Lors de sa visite à Paris, le Premier Ministre du Canada, Jean Chrétien défendra une nouvelle fois la politique d'usage contrôlé de l'amiante.
Le Canada, premier pays exportateur d'amiante, fait en effet actuellement une intense campagne de lobbying pour convaincre les autres pays du monde de continuer à utiliser ce matériau cancérigène – que lui-même utilise fort peu – en adoptant une politique dite d'usage contrôlé ou sécuritaire de l'amiante. Cette campagne s'adresse indirectement aux pays en voie de développement qui sont les principaux clients du Canada, les pays industrialisés ayant tous cessé ou considérablement réduit leur utilisation de l'amiante.
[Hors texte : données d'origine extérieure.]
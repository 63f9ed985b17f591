//! Embedding provider implementations

use crate::config::EmbedConfig;
use crate::error::{EmbedError, Result};
use async_trait::async_trait;
use fastembed::{InitOptions, TextEmbedding};
use fnv::FnvHasher;
use half::f16;
use std::collections::HashMap;
use std::hash::Hasher;
use std::sync::{Arc, Mutex, OnceLock, PoisonError};

/// Result of embedding generation
#[derive(Debug, Clone)]
pub struct EmbeddingResult {
    /// The generated embeddings, one per input text
    pub embeddings: Vec<Vec<f16>>,
    /// The dimension of each embedding vector
    pub dimension: usize,
}

impl EmbeddingResult {
    /// Create a new embedding result. The dimension is inferred from the first
    /// vector and is 0 for an empty result.
    pub fn new(embeddings: Vec<Vec<f16>>) -> Self {
        let dimension = embeddings.first().map(|e| e.len()).unwrap_or(0);
        Self {
            embeddings,
            dimension,
        }
    }

    /// Number of embedding vectors (one per input text).
    pub fn len(&self) -> usize {
        self.embeddings.len()
    }

    pub fn is_empty(&self) -> bool {
        self.embeddings.is_empty()
    }
}

/// Type alias for cached model entries (model, dimension)
type ModelCacheEntry = (Arc<Mutex<TextEmbedding>>, usize);

/// Global cache for initialized embedding models to avoid reloading
static MODEL_CACHE: OnceLock<Mutex<HashMap<String, ModelCacheEntry>>> = OnceLock::new();

fn get_model_cache() -> &'static Mutex<HashMap<String, ModelCacheEntry>> {
    MODEL_CACHE.get_or_init(|| Mutex::new(HashMap::new()))
}

/// Hash a serializable model configuration into a versioned cache key.
pub(crate) fn cache_key_for<T: serde::Serialize>(kind: &str, config: &T) -> Result<String> {
    let config_json =
        serde_json::to_string(config).map_err(|e| EmbedError::External { source: e.into() })?;

    let mut hasher = FnvHasher::default();
    hasher.write(b"v2:");
    hasher.write(kind.as_bytes());
    hasher.write(config_json.as_bytes());

    Ok(format!("v2:{kind}:{:x}", hasher.finish()))
}

/// Trait for embedding providers that can generate embeddings from text
#[async_trait]
pub trait EmbeddingProvider: Send + Sync {
    /// Generate embeddings for a single text
    async fn embed_text(&self, text: &str) -> Result<Vec<f16>>;

    /// Generate embeddings for multiple texts (batch processing)
    async fn embed_texts(&self, texts: &[String]) -> Result<EmbeddingResult>;

    /// Get the dimension of embeddings produced by this provider
    fn embedding_dimension(&self) -> usize;

    /// Get the name/identifier of this provider
    fn provider_name(&self) -> &str;
}

/// FastEmbed-based embedding provider using local ONNX models
#[derive(Clone)]
pub struct FastEmbedProvider {
    config: EmbedConfig,
    model: Option<Arc<Mutex<TextEmbedding>>>,
    dimension: usize,
}

impl std::fmt::Debug for FastEmbedProvider {
    fn fmt(&self, f: &mut std::fmt::Formatter<'_>) -> std::fmt::Result {
        f.debug_struct("FastEmbedProvider")
            .field("config", &self.config)
            .field("model", &self.model.is_some())
            .field("dimension", &self.dimension)
            .finish()
    }
}

impl FastEmbedProvider {
    /// Creates a new uninitialized provider. Call [`initialize`](Self::initialize)
    /// or use [`create`](Self::create) before embedding.
    pub fn new(config: EmbedConfig) -> Self {
        Self {
            config,
            model: None,
            dimension: 384, // all-MiniLM-L6-v2
        }
    }

    /// Downloads (if needed) and loads the embedding model, reusing a cached
    /// instance when one exists for the same configuration.
    pub async fn initialize(&mut self) -> Result<()> {
        self.config.validate()?;
        tracing::info!(
            model = %self.config.model_name(),
            cache_dir = %self.config.cache_dir.display(),
            "Initializing FastEmbed embedding provider"
        );

        let cache_key = self.create_cache_key()?;

        let cached_data = {
            let cache = get_model_cache()
                .lock()
                .unwrap_or_else(PoisonError::into_inner);
            cache
                .get(&cache_key)
                .map(|(model, dim)| (Arc::clone(model), *dim))
        };

        if let Some((cached_model, cached_dimension)) = cached_data {
            tracing::info!("Using cached model for: {}", self.config.model_name());
            self.model = Some(cached_model);
            self.dimension = cached_dimension;
            return self.validate_model().await;
        }

        let config = self.config.clone();
        let (model, dimension) =
            tokio::task::spawn_blocking(move || -> Result<(TextEmbedding, usize)> {
                tracing::info!("Loading embedding model: {}", config.model_name());

                let init_options = InitOptions::new(config.resolve_model()?)
                    .with_cache_dir(config.cache_dir.clone())
                    .with_show_download_progress(config.show_download_progress);

                let mut model = TextEmbedding::try_new(init_options).map_err(EmbedError::model_init)?;

                // Probe the dimension with a throwaway embedding
                let sample = model
                    .embed(vec!["dimension check".to_string()], None)
                    .map_err(EmbedError::model_init)?;
                let dimension = sample.first().map(|emb| emb.len()).unwrap_or(0);

                tracing::info!("Model loaded successfully. Dimension: {}", dimension);
                Ok((model, dimension))
            })
            .await??;

        let model_arc = Arc::new(Mutex::new(model));
        {
            let mut cache = get_model_cache()
                .lock()
                .unwrap_or_else(PoisonError::into_inner);
            cache.insert(cache_key, (Arc::clone(&model_arc), dimension));
        }

        self.model = Some(model_arc);
        self.dimension = dimension;

        self.validate_model().await
    }

    /// Creates and initializes a provider in one step.
    pub async fn create(config: EmbedConfig) -> Result<Self> {
        let mut provider = Self::new(config);
        provider.initialize().await?;
        Ok(provider)
    }

    pub fn config(&self) -> &EmbedConfig {
        &self.config
    }

    fn create_cache_key(&self) -> Result<String> {
        cache_key_for("embed", &self.config)
    }

    /// Validate that the model produces finite vectors of the expected width
    async fn validate_model(&self) -> Result<()> {
        let model = self
            .model
            .as_ref()
            .ok_or_else(|| EmbedError::invalid_config("Model not initialized"))?;

        let model_clone = Arc::clone(model);
        let validation_result = tokio::task::spawn_blocking(move || -> Result<Vec<Vec<f32>>> {
            let mut model_guard = model_clone.lock().unwrap_or_else(PoisonError::into_inner);
            model_guard
                .embed(vec!["validation test".to_string()], None)
                .map_err(|e| EmbedError::External { source: e })
        })
        .await??;

        let embedding = validation_result.first().ok_or_else(|| {
            EmbedError::invalid_config("Model validation failed: no embeddings generated")
        })?;

        if embedding.is_empty() {
            return Err(EmbedError::invalid_config(
                "Model validation failed: empty embedding",
            ));
        }

        if embedding.len() != self.dimension {
            return Err(EmbedError::invalid_config(format!(
                "Model validation failed: expected dimension {}, got {}",
                self.dimension,
                embedding.len()
            )));
        }

        if embedding.iter().any(|value| !value.is_finite()) {
            return Err(EmbedError::invalid_config(
                "Model validation failed: non-finite values in embedding",
            ));
        }

        tracing::debug!("Model validation passed for: {}", self.config.model_name());
        Ok(())
    }

    /// Clears the global embedding model cache.
    pub fn clear_cache() {
        get_model_cache()
            .lock()
            .unwrap_or_else(PoisonError::into_inner)
            .clear();
        tracing::info!("Embedding model cache cleared");
    }

    /// Returns the number of cached embedding models.
    pub fn cache_size() -> usize {
        get_model_cache()
            .lock()
            .unwrap_or_else(PoisonError::into_inner)
            .len()
    }

    /// Convert f32 embeddings to f16, normalizing when configured
    fn convert_to_f16(&self, embeddings: Vec<Vec<f32>>) -> Vec<Vec<f16>> {
        embeddings
            .into_iter()
            .map(|embedding| to_f16(embedding, self.config.normalize))
            .collect()
    }
}

fn to_f16(embedding: Vec<f32>, normalize: bool) -> Vec<f16> {
    let norm = if normalize {
        embedding.iter().map(|x| x * x).sum::<f32>().sqrt()
    } else {
        0.0
    };

    embedding
        .into_iter()
        .map(|value| {
            if norm > 0.0 {
                f16::from_f32(value / norm)
            } else {
                f16::from_f32(value)
            }
        })
        .collect()
}

#[async_trait]
impl EmbeddingProvider for FastEmbedProvider {
    async fn embed_text(&self, text: &str) -> Result<Vec<f16>> {
        let texts = vec![text.to_string()];
        let result = self.embed_texts(&texts).await?;
        result
            .embeddings
            .into_iter()
            .next()
            .ok_or_else(|| EmbedError::embedding_gen("No embedding generated for text"))
    }

    async fn embed_texts(&self, texts: &[String]) -> Result<EmbeddingResult> {
        if texts.is_empty() {
            return Ok(EmbeddingResult::new(vec![]));
        }

        let model = self.model.as_ref().ok_or_else(|| {
            EmbedError::invalid_config("Model not initialized. Call initialize() first.")
        })?;

        tracing::debug!("Generating embeddings for {} texts", texts.len());

        let mut all_embeddings = Vec::with_capacity(texts.len());

        for chunk in texts.chunks(self.config.batch_size.max(1)) {
            let chunk = chunk.to_vec();
            let model_clone = Arc::clone(model);

            let batch_embeddings = tokio::task::spawn_blocking(move || -> Result<Vec<Vec<f32>>> {
                tracing::debug!("Processing batch of {} texts", chunk.len());

                let mut model_guard = model_clone.lock().unwrap_or_else(PoisonError::into_inner);
                model_guard
                    .embed(chunk, None)
                    .map_err(EmbedError::embedding_gen)
            })
            .await??;

            all_embeddings.extend(self.convert_to_f16(batch_embeddings));
        }

        tracing::debug!("Generated {} embeddings", all_embeddings.len());
        Ok(EmbeddingResult::new(all_embeddings))
    }

    fn embedding_dimension(&self) -> usize {
        self.dimension
    }

    fn provider_name(&self) -> &str {
        "fastembed"
    }
}
//! Recall then rerank, behind one call parameterized by [`RetrievalMode`].

use super::{EmbeddingIndex, RelevanceScorer, RetrievalMode, RetrievalResult, ScoredChunk};
use crate::config::RetrievalConfig;
use crate::error::{RetrieveError, Stage};
use std::cmp::Ordering;
use std::sync::Arc;

/// Two-stage retriever.
///
/// ```text
/// vector_only:  index.search(q, k_final)                    -> top k_final
/// reranked:     index.search(q, k_raw) -> scorer -> sort    -> top k_final
/// ```
///
/// The query is embedded once per call. An empty corpus gives an empty
/// result. Model failures surface as [`RetrieveError::UpstreamUnavailable`]
/// and are not retried.
pub struct Retriever {
    config: RetrievalConfig,
    index: Arc<dyn EmbeddingIndex>,
    scorer: Option<Arc<dyn RelevanceScorer>>,
}

impl Retriever {
    pub fn new(config: RetrievalConfig, index: Arc<dyn EmbeddingIndex>) -> Self {
        Self {
            config,
            index,
            scorer: None,
        }
    }

    /// Attach the cross-encoder used by [`RetrievalMode::Reranked`].
    pub fn with_scorer(self, scorer: Arc<dyn RelevanceScorer>) -> Self {
        Self {
            scorer: Some(scorer),
            ..self
        }
    }

    pub fn config(&self) -> &RetrievalConfig {
        &self.config
    }

    /// Retrieve with the configured `k_raw` and `k_final`.
    pub async fn retrieve(
        &self,
        query: &str,
        mode: RetrievalMode,
    ) -> Result<RetrievalResult, RetrieveError> {
        self.retrieve_with(query, mode, self.config.k_raw, self.config.k_final)
            .await
    }

    /// Retrieve with explicit sizes.
    ///
    /// `k_raw` below `k_final` is raised to `k_final`; `k_final` of zero
    /// returns an empty result.
    pub async fn retrieve_with(
        &self,
        query: &str,
        mode: RetrievalMode,
        k_raw: usize,
        k_final: usize,
    ) -> Result<RetrievalResult, RetrieveError> {
        if k_final == 0 {
            return Ok(RetrievalResult::empty(mode));
        }

        let (mut hits, stage) = match mode {
            RetrievalMode::VectorOnly => (self.index.search(query, k_final).await?, Stage::Recall),
            RetrievalMode::Reranked => (self.rerank(query, k_raw.max(k_final)).await?, Stage::Rerank),
        };
        ensure_finite(&hits, stage)?;

        sort_descending(&mut hits);
        hits.truncate(k_final);

        tracing::info!(
            mode = %mode,
            k_raw,
            k_final,
            returned = hits.len(),
            "Retrieval complete"
        );
        Ok(RetrievalResult { mode, hits })
    }

    async fn rerank(&self, query: &str, k_raw: usize) -> Result<Vec<ScoredChunk>, RetrieveError> {
        let candidates = self.index.search(query, k_raw).await?;
        if candidates.is_empty() {
            return Ok(candidates);
        }

        let scorer = self.scorer.as_ref().ok_or_else(|| {
            RetrieveError::upstream(Stage::Rerank, "no cross-encoder configured")
        })?;

        let texts: Vec<String> = candidates.iter().map(|c| c.chunk.content.clone()).collect();
        let scores = scorer.score_all(query, &texts).await?;
        if scores.len() != candidates.len() {
            return Err(RetrieveError::upstream(
                Stage::Rerank,
                format!("{} scores for {} candidates", scores.len(), candidates.len()),
            ));
        }

        tracing::debug!(candidates = candidates.len(), "Reranked recall candidates");

        Ok(candidates
            .into_iter()
            .zip(scores)
            .map(|(candidate, score)| ScoredChunk {
                chunk: candidate.chunk,
                score,
            })
            .collect())
    }
}

/// NaN and infinite scores can be neither ranked nor recorded.
fn ensure_finite(hits: &[ScoredChunk], stage: Stage) -> Result<(), RetrieveError> {
    match hits.iter().find(|hit| !hit.score.is_finite()) {
        Some(hit) => Err(RetrieveError::upstream(
            stage,
            format!("non-finite score {} for chunk {:?}", hit.score, hit.chunk.id),
        )),
        None => Ok(()),
    }
}

/// Stable descending sort over finite scores.
fn sort_descending(hits: &mut [ScoredChunk]) {
    hits.sort_by(|a, b| b.score.partial_cmp(&a.score).unwrap_or(Ordering::Equal));
}
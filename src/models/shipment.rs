use chrono::{DateTime, Utc};
use serde::{Deserialize, Serialize};

#[derive(Debug, Clone, Copy, Serialize, Deserialize, PartialEq, Eq)]
pub enum ShipmentStatus {
    Pending,
    Assigned,
    InTransit,
    Completed,
    Cancelled,
}

#[derive(Debug, Clone, Serialize, Deserialize)]
#[serde(rename_all = "camelCase")]
pub struct ShipmentRequest {
    pub id: u64,
    // Human-readable handle, derived from the numeric id ("REQ-1235", ...).
    pub request_id: String,
    pub user_id: u64,
    pub requestor_name: String,
    pub company: String,
    pub cargo_type: String,
    pub weight: f64,
    pub volume: Option<f64>,
    pub packaging_type: Option<String>,
    pub special_requirements: Option<String>,
    pub pickup_address: String,
    pub delivery_address: String,
    // Dates stay opaque strings on purpose: the upstream forms send local
    // wall-clock dates and parsing them invites timezone drift.
    pub pickup_date: String,
    pub delivery_date: String,
    pub pickup_contact: Option<String>,
    pub delivery_contact: Option<String>,
    pub vehicle_type: String,
    pub vehicle_size: Option<String>,
    pub additional_equipment: Vec<String>,
    pub status: ShipmentStatus,
    pub assigned_provider_id: Option<u64>,
    pub created_at: DateTime<Utc>,
}
mod api;
mod config;
mod error;
mod matching;
mod models;
mod observability;
mod state;
mod store;

use std::sync::Arc;

use tracing_subscriber::EnvFilter;

#[tokio::main]
async fn main() -> Result<(), error::AppError> {
    let config = config::Config::from_env()?;

    tracing_subscriber::fmt()
        .with_env_filter(EnvFilter::new(config.log_level.clone()))
        .with_target(false)
        .compact()
        .init();

    if config.database_url.is_some() {
        tracing::warn!("DATABASE_URL is set but unused; storage is in-memory");
    }
    if config.demo_canned_create {
        tracing::warn!("demo mode: POST /api/shipment-requests returns a canned record");
    }

    let shared_state = Arc::new(state::AppState::new(config.demo_canned_create));
    let app = api::rest::router(shared_state);

    let bind_addr = format!("0.0.0.0:{}", config.http_port);
    let listener = tokio::net::TcpListener::bind(&bind_addr)
        .await
        .map_err(|err| error::AppError::Internal(format!("failed to bind {bind_addr}: {err}")))?;

    tracing::info!(http_port = config.http_port, "http server started");

    axum::serve(listener, app)
        .with_graceful_shutdown(shutdown_signal())
        .await
        .map_err(|err| error::AppError::Internal(format!("server error: {err}")))?;

    Ok(())
}

async fn shutdown_signal() {
    if let Err(err) = tokio::signal::ctrl_c().await {
        tracing::error!(error = %err, "failed to listen for shutdown signal");
    }
}
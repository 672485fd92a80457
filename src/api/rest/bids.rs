use std::sync::Arc;

use axum::Json;
use axum::Router;
use axum::extract::{Path, Query, State};
use axum::http::StatusCode;
use axum::routing::{get, patch, post};
use serde::Deserialize;

use crate::error::AppError;
use crate::models::bid::{Bid, BidStatus};
use crate::state::AppState;
use crate::store::NewBid;

pub fn router() -> Router<Arc<AppState>> {
    Router::new()
        .route("/api/bids", post(create_bid).get(list_bids))
        .route("/api/bids/:id", get(get_bid))
        .route("/api/bids/:id/status", patch(update_bid_status))
}

#[derive(Deserialize)]
#[serde(rename_all = "camelCase")]
pub struct ListQuery {
    pub shipment_request_id: Option<u64>,
    pub provider_id: Option<u64>,
}

#[derive(Deserialize)]
pub struct UpdateStatusRequest {
    pub status: BidStatus,
}

async fn create_bid(
    State(state): State<Arc<AppState>>,
    Json(payload): Json<NewBid>,
) -> Result<(StatusCode, Json<Bid>), AppError> {
    if payload.price <= 0.0 {
        return Err(AppError::BadRequest("price must be > 0".to_string()));
    }
    if payload.transit_time <= 0.0 {
        return Err(AppError::BadRequest("transitTime must be > 0".to_string()));
    }

    let bid = state.store.create_bid(payload)?;
    state
        .metrics
        .entities_created_total
        .with_label_values(&["bid"])
        .inc();
    tracing::info!(
        bid_id = bid.id,
        shipment_request_id = bid.shipment_request_id,
        provider_id = bid.provider_id,
        price = bid.price,
        "bid submitted"
    );

    Ok((StatusCode::CREATED, Json(bid)))
}

async fn list_bids(
    State(state): State<Arc<AppState>>,
    Query(query): Query<ListQuery>,
) -> Json<Vec<Bid>> {
    Json(
        state
            .store
            .list_bids(query.shipment_request_id, query.provider_id),
    )
}

async fn get_bid(
    State(state): State<Arc<AppState>>,
    Path(id): Path<u64>,
) -> Result<Json<Bid>, AppError> {
    let bid = state
        .store
        .get_bid(id)
        .ok_or_else(|| AppError::NotFound(format!("bid {id} not found")))?;

    Ok(Json(bid))
}

async fn update_bid_status(
    State(state): State<Arc<AppState>>,
    Path(id): Path<u64>,
    Json(payload): Json<UpdateStatusRequest>,
) -> Result<Json<Bid>, AppError> {
    let bid = state.store.update_bid_status(id, payload.status)?;

    let outcome = match bid.status {
        BidStatus::Accepted => "accepted",
        BidStatus::Rejected => "rejected",
        BidStatus::Pending => "pending",
    };
    state
        .metrics
        .bid_decisions_total
        .with_label_values(&[outcome])
        .inc();
    tracing::info!(bid_id = id, outcome, "bid decided");

    Ok(Json(bid))
}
La politique d'usage contrôlé de l'amiante est une tromperie qui se traduira inévitablement par un nombre considérable de victimes. L'usage contrôlé est applicable dans le secteur de l'exploitation et de la transformation de l'amiante, il ne l'est pas dans celui de l'utilisation. Comment peut-on en effet prétendre contrôler l'usage d'un produit cancérigène dès lors que celui-ci est largement répandu dans le public?
Les études menées dans les pays industrialisés montrent que l'immense majorité des victimes de l'amiante proviennent du secteur de l'utilisation, qui est précisément celui où l'usage contrôlé est impossible. Il n'est donc pas possible de se voiler la face plus longtemps: tant que l'amiante sera utilisé, il fera des victimes par milliers.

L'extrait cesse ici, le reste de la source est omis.